Kriste Henson Wins Multiple Fellowships


Grad student Kriste Henson has been awarded an Eisenhower Graduate Fellowship from the US Department of Transportation, a Geography and Regional Science Dissertation Improvement Grant from the National Science Foundation, and a Doctoral Dissertation Grant from the University of California Transportation Center. According to Kriste’s advisor, Kostas Goulias, her Eisenhower Graduate Fellowship award of $35,500 “was the largest award that I have ever seen since the creation of the program. This year the program received 178 applications and we know the #70 ranked did not get any funding. This means Kriste is somewhere in the very top 5.”

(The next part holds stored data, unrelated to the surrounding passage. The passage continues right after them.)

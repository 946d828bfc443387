//! Numeric operand and result type.
//!
//! A [`Number`] is either an exact integer or a floating-point value. Integer
//! arithmetic stays integral as long as the result fits in `i64`; the
//! operations in [`crate::core::arith`] fall back to `f64` otherwise.

use std::cmp::Ordering;
use std::fmt;
use std::str::FromStr;

use serde::de::Error as _;
use serde::{Deserialize, Deserializer, Serialize, Serializer};

use crate::core::error::ParseNumberError;

/// An integer or floating-point value.
///
/// Equality and ordering are numeric, so `Number::Int(2) == Number::Float(2.0)`.
///
/// Non-finite floats serialize as the strings `"inf"`, `"-inf"` and `"NaN"`,
/// matching [`fmt::Display`], since JSON has no literal for them.
#[derive(Debug, Clone, Copy, Serialize, Deserialize)]
#[serde(untagged)]
pub enum Number {
    Int(i64),
    #[serde(
        serialize_with = "serialize_float",
        deserialize_with = "deserialize_float"
    )]
    Float(f64),
}

fn non_finite_label(value: f64) -> Option<&'static str> {
    if value.is_nan() {
        Some("NaN")
    } else if value == f64::INFINITY {
        Some("inf")
    } else if value == f64::NEG_INFINITY {
        Some("-inf")
    } else {
        None
    }
}

fn serialize_float<S: Serializer>(value: &f64, serializer: S) -> Result<S::Ok, S::Error> {
    match non_finite_label(*value) {
        Some(label) => serializer.serialize_str(label),
        None => serializer.serialize_f64(*value),
    }
}

fn deserialize_float<'de, D: Deserializer<'de>>(deserializer: D) -> Result<f64, D::Error> {
    #[derive(Deserialize)]
    #[serde(untagged)]
    enum FloatRepr {
        Number(f64),
        Label(String),
    }

    match FloatRepr::deserialize(deserializer)? {
        FloatRepr::Number(value) => Ok(value),
        FloatRepr::Label(label) => match label.as_str() {
            "inf" => Ok(f64::INFINITY),
            "-inf" => Ok(f64::NEG_INFINITY),
            "NaN" => Ok(f64::NAN),
            other => Err(D::Error::custom(format!("invalid float label: {other}"))),
        },
    }
}

impl Number {
    /// Value as `f64` (lossy for integers beyond 2^53).
    pub fn as_f64(self) -> f64 {
        match self {
            Number::Int(value) => value as f64,
            Number::Float(value) => value,
        }
    }

    /// True for integer zero and for both signed float zeros.
    pub fn is_zero(self) -> bool {
        match self {
            Number::Int(value) => value == 0,
            Number::Float(value) => value == 0.0,
        }
    }

    pub fn is_int(self) -> bool {
        matches!(self, Number::Int(_))
    }
}

impl PartialEq for Number {
    fn eq(&self, other: &Self) -> bool {
        match (*self, *other) {
            (Number::Int(a), Number::Int(b)) => a == b,
            (a, b) => a.as_f64() == b.as_f64(),
        }
    }
}

impl PartialOrd for Number {
    fn partial_cmp(&self, other: &Self) -> Option<Ordering> {
        match (*self, *other) {
            (Number::Int(a), Number::Int(b)) => a.partial_cmp(&b),
            (a, b) => a.as_f64().partial_cmp(&b.as_f64()),
        }
    }
}

impl From<i32> for Number {
    fn from(value: i32) -> Self {
        Number::Int(i64::from(value))
    }
}

impl From<u32> for Number {
    fn from(value: u32) -> Self {
        Number::Int(i64::from(value))
    }
}

impl From<i64> for Number {
    fn from(value: i64) -> Self {
        Number::Int(value)
    }
}

impl From<f32> for Number {
    fn from(value: f32) -> Self {
        Number::Float(f64::from(value))
    }
}

impl From<f64> for Number {
    fn from(value: f64) -> Self {
        Number::Float(value)
    }
}

/// Integral floats keep one decimal (`2.0`) so they read differently from integers.
impl fmt::Display for Number {
    fn fmt(&self, f: &mut fmt::Formatter<'_>) -> fmt::Result {
        match *self {
            Number::Int(value) => write!(f, "{value}"),
            Number::Float(value) if value.is_finite() && value.fract() == 0.0 => {
                write!(f, "{value:.1}")
            }
            Number::Float(value) => write!(f, "{value}"),
        }
    }
}

/// Parse an integer literal first, then a float literal.
impl FromStr for Number {
    type Err = ParseNumberError;

    fn from_str(s: &str) -> Result<Self, Self::Err> {
        let trimmed = s.trim();
        if let Ok(value) = trimmed.parse::<i64>() {
            return Ok(Number::Int(value));
        }
        trimmed
            .parse::<f64>()
            .map(Number::Float)
            .map_err(|_| ParseNumberError {
                input: s.to_string(),
            })
    }
}

#[cfg(test)]
mod tests {
    use super::*;

    #[test]
    fn parse_prefers_integers() {
        assert!(matches!("42".parse::<Number>(), Ok(Number::Int(42))));
        assert!(matches!("-7".parse::<Number>(), Ok(Number::Int(-7))));
        assert!(matches!(" 3 ".parse::<Number>(), Ok(Number::Int(3))));
    }

    #[test]
    fn parse_falls_back_to_float() {
        let parsed: Number = "2.5".parse().expect("parse");
        assert!(matches!(parsed, Number::Float(v) if v == 2.5));
        let parsed: Number = "1e3".parse().expect("parse");
        assert!(matches!(parsed, Number::Float(v) if v == 1000.0));
    }

    #[test]
    fn parse_rejects_non_numeric_text() {
        let err = "five".parse::<Number>().unwrap_err();
        assert_eq!(err.input, "five");
        assert!("".parse::<Number>().is_err());
        assert!("1..2".parse::<Number>().is_err());
    }

    #[test]
    fn equality_is_numeric_across_variants() {
        assert_eq!(Number::Int(2), Number::Float(2.0));
        assert_ne!(Number::Int(2), Number::Float(2.5));
        assert_ne!(Number::Float(f64::NAN), Number::Float(f64::NAN));
    }

    #[test]
    fn ordering_is_numeric_across_variants() {
        assert!(Number::Int(2) < Number::Float(2.5));
        assert!(Number::Float(-0.5) < Number::Int(0));
    }

    #[test]
    fn display_distinguishes_integral_floats() {
        assert_eq!(Number::Int(8).to_string(), "8");
        assert_eq!(Number::Float(2.0).to_string(), "2.0");
        assert_eq!(Number::Float(3.5).to_string(), "3.5");
        assert_eq!(Number::Float(-0.0).to_string(), "-0.0");
        assert_eq!(Number::Float(f64::INFINITY).to_string(), "inf");
    }

    #[test]
    fn display_keeps_decimal_for_large_integral_floats() {
        assert_eq!(
            Number::Float(1e17).to_string(),
            "100000000000000000.0"
        );
        assert_eq!(
            crate::core::arith::add(i64::MAX, 1).to_string(),
            "9223372036854775808.0"
        );
    }

    #[test]
    fn serde_round_trips_untagged_json() {
        let int: Number = serde_json::from_str("7").expect("int");
        assert!(int.is_int());
        let float: Number = serde_json::from_str("3.5").expect("float");
        assert!(!float.is_int());
        assert_eq!(serde_json::to_string(&Number::Float(3.5)).expect("ser"), "3.5");
        assert_eq!(serde_json::to_string(&Number::Int(7)).expect("ser"), "7");
    }

    #[test]
    fn serde_labels_non_finite_floats() {
        let cases = [
            (f64::INFINITY, "\"inf\""),
            (f64::NEG_INFINITY, "\"-inf\""),
            (f64::NAN, "\"NaN\""),
        ];
        for (value, json) in cases {
            let encoded = serde_json::to_string(&Number::Float(value)).expect("ser");
            assert_eq!(encoded, json);
            let decoded: Number = serde_json::from_str(&encoded).expect("de");
            assert!(!decoded.is_int());
            assert_eq!(decoded.to_string(), Number::Float(value).to_string());
        }
        assert!(serde_json::from_str::<Number>("\"infinity\"").is_err());
    }
}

Kriste’s current Eisenhower award will fund her doctoral research on “Travel Determinants and Multi-scale Transferability of National Activity Patterns to Create Synthetic Populations,” and it supplements her 2008 NSF grant of $6,000 for her doctoral dissertation research. Kriste’s UCTC grant of $15,000 is also a fellowship towards conducting her dissertation research. According to her Project Summary:

“Homeland security applications require fine modeling and simulation resolution in time and space to represent human activity and travel behavior. The TRansporation ANalysis SIMulation System (TRANSIMS-LANL), an activity-based transportation modeling system, has the ability to simulate the movements of individuals around a network on a second-by-second basis between parcel-level locations. At the core of TRANSIMS-LANL are “synthetic” schedules which are formulated based on activity/travel diaries. In order to model cities or large regions in a timely manner, a new methodology is proposed that will allow a person’s activity patterns to be “transferred” to another person living in a different geographic location. A Structural Equations Model (SEM) will be developed based on sociodemographic information for survey households in the 2001 National Household Travel Survey (NHTS) and land use, land form, and accessibility measures gathered from several sources of national-level geographic data including Navteq Navstreets and Dunn & Bradstreet business data. The SEM will be used to define lifestyle groupings to describe the NHTS survey households. A synthetic population can be classified based on these lifestyle groupings and matched to survey households utilizing a multiple imputation model. The synthetic household will assume the activity schedule of the corresponding survey household.”

Kriste is a staff member in the Decision Applications Division of the Los Alamos National Laboratory, working on a variety of projects including modeling dependencies between infrastructures (including transportation) and bioevent reconstructions. She hopes to complete her PhD in May 2009 and continue to work at LANL. Kriste’s achievements are remarkable, and she is a credit to both the department and to the discipline. Go, girl!